Menendez Applauds New Carbon Pollution Standards

NEWARK, NJ - U.S. Senator Robert Menendez (D-NJ) applauded the Administration's action today to strictly limit the amount of carbon pollution that power plants can pour into the atmosphere. While power plants are currently subject to restrictions on arsenic, lead, mercury, cyanide, the new standard creates the first-ever limits on carbon pollution from coal and natural gas plants.Earlier this year, Sen. Menendez led a letter to President Obama calling for the kind of executive action taken today to curb carbon pollution.

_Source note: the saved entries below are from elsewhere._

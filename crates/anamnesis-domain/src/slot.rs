//! Slot module - the unit of extraction

use serde::{Deserialize, Serialize};
use serde_json::Value;

/// A single named field to extract from a clinical narrative
///
/// Slots are loaded once at process start and never mutated. The `id` is the
/// unique key within a catalog.
///
/// # Examples
///
/// ```
/// use anamnesis_domain::SlotSpec;
///
/// let slot = SlotSpec::new("allergy_history", "State any known allergies.")
///     .with_max_output_tokens(40);
/// assert_eq!(slot.id, "allergy_history");
/// assert!(!slot.expects_structured());
/// ```
#[derive(Debug, Clone, PartialEq, Serialize, Deserialize)]
pub struct SlotSpec {
    /// Unique key of the slot (e.g. "chief_complaints")
    pub id: String,

    /// Instruction text placed ahead of the narrative
    pub instruction: String,

    /// Example JSON structure the answer must follow, if any
    #[serde(default, skip_serializing_if = "Option::is_none")]
    pub shape_template: Option<Value>,

    /// Output length budget passed to the backend
    #[serde(default, skip_serializing_if = "Option::is_none")]
    pub max_output_tokens: Option<u32>,
}

impl SlotSpec {
    /// Create a free-text slot with no template and no explicit budget
    pub fn new(id: impl Into<String>, instruction: impl Into<String>) -> Self {
        Self {
            id: id.into(),
            instruction: instruction.into(),
            shape_template: None,
            max_output_tokens: None,
        }
    }

    /// Attach a shape template; answers will be decoded as JSON
    pub fn with_shape_template(mut self, template: Value) -> Self {
        self.shape_template = Some(template);
        self
    }

    /// Set the output length budget
    pub fn with_max_output_tokens(mut self, max_output_tokens: u32) -> Self {
        self.max_output_tokens = Some(max_output_tokens);
        self
    }

    /// Whether answers for this slot are decoded as structured data
    pub fn expects_structured(&self) -> bool {
        self.shape_template.is_some()
    }

    /// Output budget, falling back to `default` when the slot has none
    pub fn output_budget(&self, default: u32) -> u32 {
        self.max_output_tokens.unwrap_or(default)
    }
}

#[cfg(test)]
mod tests {
    use super::*;
    use serde_json::json;

    #[test]
    fn test_builder_sets_fields() {
        let slot = SlotSpec::new("chief_complaints", "What are the complaints?")
            .with_shape_template(json!({"Complaint": ""}))
            .with_max_output_tokens(120);

        assert_eq!(slot.id, "chief_complaints");
        assert!(slot.expects_structured());
        assert_eq!(slot.max_output_tokens, Some(120));
    }

    #[test]
    fn test_output_budget_fallback() {
        let slot = SlotSpec::new("family_history", "Note family conditions.");
        assert_eq!(slot.output_budget(50), 50);

        let slot = slot.with_max_output_tokens(40);
        assert_eq!(slot.output_budget(50), 40);
    }

    #[test]
    fn test_optional_fields_skipped_when_absent() {
        let slot = SlotSpec::new("personal_history", "Describe habits.");
        let json = serde_json::to_value(&slot).unwrap();
        assert!(json.get("shape_template").is_none());
        assert!(json.get("max_output_tokens").is_none());
    }
}
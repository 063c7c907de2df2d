//! Trait definitions for external interactions
//!
//! Presentation and logging collaborators implement these; the pipeline only
//! forwards results to them.

use crate::{ExtractionResult, RunId, RunSummary};

/// Receives extraction results in completion order
///
/// Implemented by the presentation layer (anamnesis-cli). A sink performs no
/// retry or validation logic; its errors never abort a run.
pub trait ResultSink {
    /// Error type for sink operations
    type Error;

    /// Called once before the first result of a run
    fn begin(&mut self, _run_id: RunId, _narrative: &str) -> Result<(), Self::Error> {
        Ok(())
    }

    /// Called once per slot, as soon as that slot completes
    fn accept(&mut self, result: &ExtractionResult) -> Result<(), Self::Error>;

    /// Called once after the last result of a run
    fn finish(&mut self, _summary: &RunSummary) -> Result<(), Self::Error> {
        Ok(())
    }
}

impl<S: ResultSink + ?Sized> ResultSink for &mut S {
    type Error = S::Error;

    fn begin(&mut self, run_id: RunId, narrative: &str) -> Result<(), Self::Error> {
        (**self).begin(run_id, narrative)
    }

    fn accept(&mut self, result: &ExtractionResult) -> Result<(), Self::Error> {
        (**self).accept(result)
    }

    fn finish(&mut self, summary: &RunSummary) -> Result<(), Self::Error> {
        (**self).finish(summary)
    }
}

/// Sink that keeps every result in memory
impl ResultSink for Vec<ExtractionResult> {
    type Error = std::convert::Infallible;

    fn accept(&mut self, result: &ExtractionResult) -> Result<(), Self::Error> {
        self.push(result.clone());
        Ok(())
    }
}
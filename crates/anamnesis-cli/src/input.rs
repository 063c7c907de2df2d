//! Console narrative input.

use std::io::{self, BufRead};

/// Read the narrative: successive lines until a blank line or end of input,
/// joined with newlines and trimmed.
pub fn read_narrative<R: BufRead>(reader: R) -> io::Result<String> {
    let mut lines = Vec::new();
    for line in reader.lines() {
        let line = line?;
        if line.trim().is_empty() {
            break;
        }
        lines.push(line);
    }
    Ok(lines.join("\n").trim().to_string())
}
//! Anamnesis Extractor
//!
//! Fans one clinical narrative out to a catalog of slots, one LLM request per
//! slot, and yields the decoded answers as they complete.
//!
//! # Architecture
//!
//! ```text
//! Narrative → Extractor → [slot × N: prompt → InferenceClient → decode] → ExtractionRun → ResultSink
//! ```
//!
//! # Key Features
//!
//! - **Staggered fan-out**: slot *i* starts `i × stagger` after the run begins
//! - **Bounded concurrency**: at most `max_in_flight` requests hit the backend
//! - **Retry and deadlines**: per attempt, handled by the inference client
//! - **Bracket repair**: truncated JSON answers get one repair pass
//! - **Completion order**: results stream out as soon as each slot is done
//! - **Cancellation**: pending slots finish as `network_exception` failures
//!
//! # Example Usage
//!
//! ```
//! use anamnesis_extractor::{Extractor, ExtractorConfig, SlotCatalog};
//! use anamnesis_llm::MockProvider;
//!
//! # async fn example() -> Result<(), Box<dyn std::error::Error>> {
//! let extractor = Extractor::new(ExtractorConfig::default())?;
//! let catalog = SlotCatalog::clinical();
//! let llm = MockProvider::new("Not mentioned.");
//!
//! let mut results = Vec::new();
//! let summary = extractor
//!     .run_catalog(llm, "Patient reports headache for 3 days.", &catalog)
//!     .drain(&mut results)
//!     .await;
//!
//! assert_eq!(summary.completed, catalog.len());
//! assert_eq!(results.len(), catalog.len());
//! # Ok(())
//! # }
//! ```

#![warn(missing_docs)]

mod catalog;
mod config;
pub mod decoder;
mod error;
mod extractor;
mod prompt;


pub use catalog::SlotCatalog;
pub use config::{ExtractorConfig, DEFAULT_MAX_OUTPUT_TOKENS, DEFAULT_STAGGER_MS};
pub use decoder::{decode, repair_json};
pub use error::{CatalogError, ExtractorError};
pub use extractor::{ExtractionRun, Extractor};
pub use prompt::{build_prompt, PromptBuilder};
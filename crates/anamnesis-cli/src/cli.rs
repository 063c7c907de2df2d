//! Command-line argument parsing.

use crate::config::Config;
use clap::{ArgAction, Parser};
use std::path::PathBuf;

/// Anamnesis - Extract a structured clinical history from a free-text narrative.
///
/// Reads the narrative from standard input (finish with an empty line) and
/// prints every field as soon as the model has answered it.
#[derive(Debug, Parser)]
#[command(name = "anamnesis")]
#[command(version, about, long_about = None)]
pub struct Cli {
    /// Configuration file path
    #[arg(short, long, env = "ANAMNESIS_CONFIG", value_name = "PATH")]
    pub config: Option<PathBuf>,

    /// Disable colored output
    #[arg(long)]
    pub no_color: bool,

    /// Session log file
    #[arg(long, value_name = "PATH")]
    pub log_file: Option<PathBuf>,

    /// Do not write the session log
    #[arg(long, conflicts_with = "log_file")]
    pub no_log: bool,

    /// Diagnostic verbosity on stderr (-v, -vv)
    #[arg(short, long, action = ArgAction::Count)]
    pub verbose: u8,
}

impl Cli {
    /// Let command-line flags override the loaded configuration
    pub fn apply(&self, config: &mut Config) {
        if self.no_color {
            config.settings.color = false;
        }
        if let Some(path) = &self.log_file {
            config.settings.log_file = path.clone();
            config.settings.log_enabled = true;
        }
        if self.no_log {
            config.settings.log_enabled = false;
        }
    }

    /// Default `tracing` filter for the chosen verbosity
    pub fn log_filter(&self) -> &'static str {
        match self.verbose {
            0 => "warn",
            1 => "info",
            _ => "debug",
        }
    }
}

"Today's decision by the EPA to set strong carbon pollution standards for power plants is the right thing to do to protect public health and our environment for future generations," said Sen. Menendez."We know that limiting carbon emissions can help reduce the impact of severe weather events like Superstorm Sandy as well as droughts, floods and wildfires. These proposed carbon pollution standards will prevent future power plants from dumping unlimited carbon pollution into the air and help protect our children from the health risks and threat of climate change."

Power plants account for 40% of the carbon pollution in the United States. In 2011, power plants and major industrial facilities in New Jersey alone emitted more than 25 million metric tons of carbon pollution - that is equal to the yearly pollution from more than 5.4 million cars. In New Jersey, there were close to 2,500 hospital admissions for asthma in 2011, with an average charge of over $15,000 for each stay. In addition to the daily public health risks caused by carbon pollution, it also drives longer-term risks in the form of rising seas levels and more unpredictable weather.

"As the one-year anniversary of Superstorm Sandy approaches, we continue our efforts to restore the New Jersey Shore and build it stronger than ever," Menendez added. "But we also must take common-sense steps, as the one taken today, to preserve and strengthen our environment's resilience to climate change impacts - including the reduction of carbon pollution from power plants."